As soluções faladas são diversas, as identificações das espécies, por mais que carentes de estudos atualizados e/ou de relevância, são tidas, mas quando se fala em definir soluções sustentáveis ao comércio, empaca-se nas relações sociais, nos impactos causados na economia e no não desenvolvimento de políticas de conscientização da sociedade, em um nicho econômico embasado no fatal insucesso a curto prazo. Para dar início ao processo de equidade, deve ser estabelecido entre as agências governamentais que controlam o desenvolvimento das atividades de pesca e venda de espécies ornamentais um melhor controle e repasse das informações, de forma coerente, buscando-as a partir dos comerciantes, formando uma gestão co-participativa. Dessa forma, utilizando de informações e características de trabalho específicas, a co-participação real faz com que as esferas governamentais e comerciais passem a trabalhar juntas, produzindo conceitos e condições de mercado, de forma a executar melhor a gestão dos recursos naturais (Hoof, 2010).

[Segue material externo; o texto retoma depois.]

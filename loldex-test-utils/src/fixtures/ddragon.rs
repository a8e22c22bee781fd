//! DDragon HTTP mock endpoint creation utilities.
//!
//! Provides methods for creating mock HTTP endpoints that simulate the
//! DDragon CDN. Payload factories return the full response documents the
//! real CDN serves, so tests can tamper with individual fields before
//! registering an endpoint.

use mockito::Mock;
use serde_json::{json, Map, Value};

use crate::{constant::TEST_DDRAGON_VERSION, TestSetup};

impl TestSetup {
    pub fn ddragon(&mut self) -> DdragonFixtures<'_> {
        DdragonFixtures { setup: self }
    }
}

pub struct DdragonFixtures<'a> {
    pub setup: &'a mut TestSetup,
}

impl DdragonFixtures<'_> {
    /// Build a champion list response (`champion.json`) naming the given
    /// champions.
    pub fn mock_champion_list(&self, names: &[&str]) -> Value {
        let mut data = Map::new();
        for name in names {
            data.insert(
                name.to_string(),
                json!({ "version": TEST_DDRAGON_VERSION, "id": name, "key": "266", "name": name }),
            );
        }

        json!({
            "type": "champion",
            "format": "standAloneComplex",
            "version": TEST_DDRAGON_VERSION,
            "data": data,
        })
    }

    /// Build a full champion detail response (`champion/{name}.json`) with
    /// standard test values and the given difficulty.
    pub fn mock_champion_detail(&self, name: &str, difficulty: i64) -> Value {
        json!({
            "type": "champion",
            "format": "standAloneComplex",
            "version": TEST_DDRAGON_VERSION,
            "data": {
                name: {
                    "id": name,
                    "key": "266",
                    "name": name,
                    "title": "the Unyielding",
                    "lore": format!("{name} is a champion of the rift."),
                    "blurb": format!("{name}, briefly."),
                    "tags": ["Fighter", "Tank"],
                    "partype": "Mana",
                    "info": { "attack": 8, "defense": 4, "magic": 3, "difficulty": difficulty },
                    "image": {
                        "full": format!("{name}.png"),
                        "sprite": "champion0.png",
                        "group": "champion",
                    },
                    "spells": [
                        {
                            "id": format!("{name}Q"),
                            "name": "First Strike",
                            "description": "Strikes first.",
                            "maxrank": 5,
                            "image": {
                                "full": format!("{name}Q.png"),
                                "sprite": "spell0.png",
                                "group": "spell",
                            },
                        },
                    ],
                    "passive": {
                        "name": "Perseverance",
                        "description": "Perseveres.",
                        "image": {
                            "full": format!("{name}_P.png"),
                            "sprite": "passive0.png",
                            "group": "passive",
                        },
                    },
                    "allytips": ["Hold the line."],
                    "enemytips": ["Keep your distance."],
                    "skins": [
                        { "id": "266000", "num": 0, "name": "default", "chromas": false },
                        { "id": "266001", "num": 1, "name": "Justicar", "chromas": false },
                    ],
                }
            },
        })
    }

    /// Create a mock endpoint for the champion list.
    ///
    /// Sets up a mock GET endpoint at the versioned `champion.json` path
    /// returning the given payload. The mock verifies it was called exactly
    /// `expected_requests` times.
    pub fn create_champion_list_endpoint(
        &mut self,
        payload: &Value,
        expected_requests: usize,
    ) -> Mock {
        let url = format!("/{TEST_DDRAGON_VERSION}/data/en_US/champion.json");

        self.setup
            .server
            .mock("GET", url.as_str())
            .with_status(200)
            .with_header("content-type", "application/json")
            .with_body(payload.to_string())
            .expect(expected_requests)
            .create()
    }

    /// Create a mock endpoint for a single champion's detail document.
    ///
    /// Sets up a mock GET endpoint at the versioned `champion/{name}.json`
    /// path returning the given payload. The mock verifies it was called
    /// exactly `expected_requests` times.
    pub fn create_champion_detail_endpoint(
        &mut self,
        name: &str,
        payload: &Value,
        expected_requests: usize,
    ) -> Mock {
        let url = format!("/{TEST_DDRAGON_VERSION}/data/en_US/champion/{name}.json");

        self.setup
            .server
            .mock("GET", url.as_str())
            .with_status(200)
            .with_header("content-type", "application/json")
            .with_body(payload.to_string())
            .expect(expected_requests)
            .create()
    }

    /// Create a mock endpoint that fails with the given HTTP status for a
    /// champion's detail document.
    pub fn create_champion_detail_error_endpoint(
        &mut self,
        name: &str,
        status: usize,
        expected_requests: usize,
    ) -> Mock {
        let url = format!("/{TEST_DDRAGON_VERSION}/data/en_US/champion/{name}.json");

        self.setup
            .server
            .mock("GET", url.as_str())
            .with_status(status)
            .expect(expected_requests)
            .create()
    }
}
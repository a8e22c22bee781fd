use sea_orm::DatabaseConnection;
use tower_sessions::Session;

use crate::server::{
    data::user::UserRepository,
    error::{auth::AuthError, Error},
    model::session::user::SessionUserId,
};

/// Resolve the session's user against the database, if any
///
/// A session naming a user ID that no longer exists in the database is
/// cleared and treated as anonymous, so the stale cookie heals itself on
/// the next request.
pub async fn maybe_user(
    db: &DatabaseConnection,
    session: &Session,
) -> Result<Option<entity::user::Model>, Error> {
    let user_repository = UserRepository::new(db);

    let user_id = match SessionUserId::get(session).await? {
        Some(user_id) => user_id,
        None => return Ok(None),
    };

    match user_repository.get_by_id(user_id).await? {
        Some(user) => Ok(Some(user)),
        None => {
            session.clear().await;

            tracing::warn!(
                "Failed to find user ID {} in database despite having an active session;
                cleared session for user, they will need to log in again to fix",
                user_id
            );

            Ok(None)
        }
    }
}

/// Resolve the session's user or reject the request with a 401
///
/// `notice` is the user-facing message carried by the rejection; routes
/// word it for their own context.
pub async fn require_user(
    db: &DatabaseConnection,
    session: &Session,
    notice: &'static str,
) -> Result<entity::user::Model, Error> {
    match maybe_user(db, session).await? {
        Some(user) => Ok(user),
        None => Err(AuthError::LoginRequired { notice }.into()),
    }
}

Uma das formas de se melhorar a gestão de espécies, principalmente às de maior relevância para a ornamentação de aquários (que são, na maioria dos casos, as recifais) é a produção de legislação específica para o controle da pesca de tais espécies (Floeter et al., 2006). Tal motivo baseia-se no conhecimento de que os ambientes naturais recifais são conhecidos pela sua dinâmica e ciclagem de matéria e energia entre os estratos da teia alimentar, muitas das vezes as espécies recolhidas são as carnívoras de topo de cadeia ou as herbívoras, que por sua vez têm tanta importância quanto as suas antagônicas.
Ao redor do mundo temos políticas que controlam desde a limitação do número de coletores, volume de exportação até o desenvolvimento de quotas para controle da exploração de espécies, sendo este último específico para cada uma das espécies (observando principalmente as espécies taxadas como em perigo de extinção/raras/espécies-chave), e não vinculando a quota pela pertinência comercial, como encontramos no Brasil, inclusive pela escassez de pesquisas e interesses econômicos diferentes (Wood, 2001b; Sampaio e Nottingham, 2008).
Devido ao grande fluxo e suporte ao mercado tanto nacional quanto internacional, é permitida pelo IBAMA (Instituto Brasileiro do Meio Ambiente e dos Recursos Renováveis) a coleta de 136 espécies de peixes marinhos utilizados para fins de aquarismo, ambas definidas através da Instrução Normativa 202, de 22 de outubro de 2008 (IBAMA, 2003; IN 202, 2008). Porém, não existem dados perfeitos ou de qualidade que consigam quantificar o montante de exemplares coletados, uma vez que os dados e informações perpassam a razão existente entre o que está no papel e o que é realidade, fazendo com que possamos concluir que o controle realizado até então é ineficiente ou se faz ineficiente, favorecendo o descontrole das espécies comercializadas, quantidade de exemplares e origem/destino das mesmas, além do escoamento de espécies com nomes alterados, propiciando o abastecimento dos mercados, principalmente internacionais, de forma clandestina (Sampaio e Nottingham, 2008; Floeter et al, 2006; Gasparini et al, 2005; Monteiro-neto et ali., 2003; Sampaio e Rosa, 2005; Nottingham et ali., 2005a).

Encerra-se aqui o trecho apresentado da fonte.